**Task to carry out**
Go line by line through the records below. Copy whichever lines contain the string "cyan".

**Task data**
use tracing_subscriber::EnvFilter;

/// Environment variable holding the log filter directives
pub const LOG_ENV: &str = "DESKWATCH_LOG";

/// Filter from `DESKWATCH_LOG`, then `RUST_LOG`, then the default level.
///
/// The default is `warn`, or `deskwatch=debug` when `verbose` is set.
pub fn env_filter(verbose: bool) -> EnvFilter {
    let default = if verbose { "warn,deskwatch=debug" } else { "warn" };
    EnvFilter::try_from_env(LOG_ENV)
        .or_else(|_| EnvFilter::try_from_default_env())
        .unwrap_or_else(|_| EnvFilter::new(default))
}

/// Install the global subscriber. Logs go to stderr so they never mix with
/// the dashboard on stdout.
pub fn init_tracing(verbose: bool) {
    let _ = tracing_subscriber::fmt()
        .with_env_filter(env_filter(verbose))
        .with_writer(std::io::stderr)
        .with_target(false)
        .try_init();
}
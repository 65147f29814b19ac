use std::path::Path;

use owo_colors::OwoColorize;
use serde_json::json;

use super::CommandOutput;
use crate::config::{Config, URL_ENV};
use crate::error::Result;

/// Show the effective configuration
pub fn cmd_config_show(config: &Config, config_path: &Path, output_json: bool) -> Result<()> {
    let file_present = config_path.exists();
    let url_from_env = std::env::var(URL_ENV)
        .map(|v| !v.trim().is_empty())
        .unwrap_or(false);

    let json_output = json!({
        "base_url": config.base_url,
        "refresh_interval_ms": config.refresh_interval_ms,
        "ticket_limit": config.ticket_limit,
        "event_limit": config.event_limit,
        "search_debounce_ms": config.search_debounce_ms,
        "request_timeout": config.request_timeout,
        "config_file": config_path.to_string_lossy(),
        "config_file_present": file_present,
    });

    let mut text_output = String::new();
    text_output.push_str(&format!("{}\n\n", "Configuration:".cyan().bold()));

    text_output.push_str(&format!("{}:\n", "backend".cyan()));
    text_output.push_str(&format!("  base_url: {}", config.base_url));
    if url_from_env {
        text_output.push_str(&format!(" {}", format!("(from {URL_ENV})").dimmed()));
    }
    text_output.push('\n');
    text_output.push_str(&format!("  request_timeout: {}s\n", config.request_timeout));
    text_output.push('\n');

    text_output.push_str(&format!("{}:\n", "refresh".cyan()));
    text_output.push_str(&format!(
        "  refresh_interval_ms: {}\n",
        config.refresh_interval_ms
    ));
    text_output.push_str(&format!(
        "  search_debounce_ms: {}\n",
        config.search_debounce_ms
    ));
    text_output.push('\n');

    text_output.push_str(&format!("{}:\n", "limits".cyan()));
    text_output.push_str(&format!("  ticket_limit: {}\n", config.ticket_limit));
    text_output.push_str(&format!("  event_limit: {}\n", config.event_limit));
    text_output.push('\n');

    let source = if file_present {
        format!("Config file: {}", config_path.display())
    } else {
        format!("Config file: {} (not found, using defaults)", config_path.display())
    };
    text_output.push_str(&format!("{}", source.dimmed()));

    CommandOutput::new(json_output)
        .with_text(text_output)
        .print(output_json)
}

**Result**
    text_output.push_str(&format!("{}\n\n", "Configuration:".cyan().bold()));
    text_output.push_str(&format!("{}:\n", "backend".cyan()));
    text_output.push_str(&format!("{}:\n", "refresh".cyan()));
    text_output.push_str(&format!("{}:\n", "limits".cyan()));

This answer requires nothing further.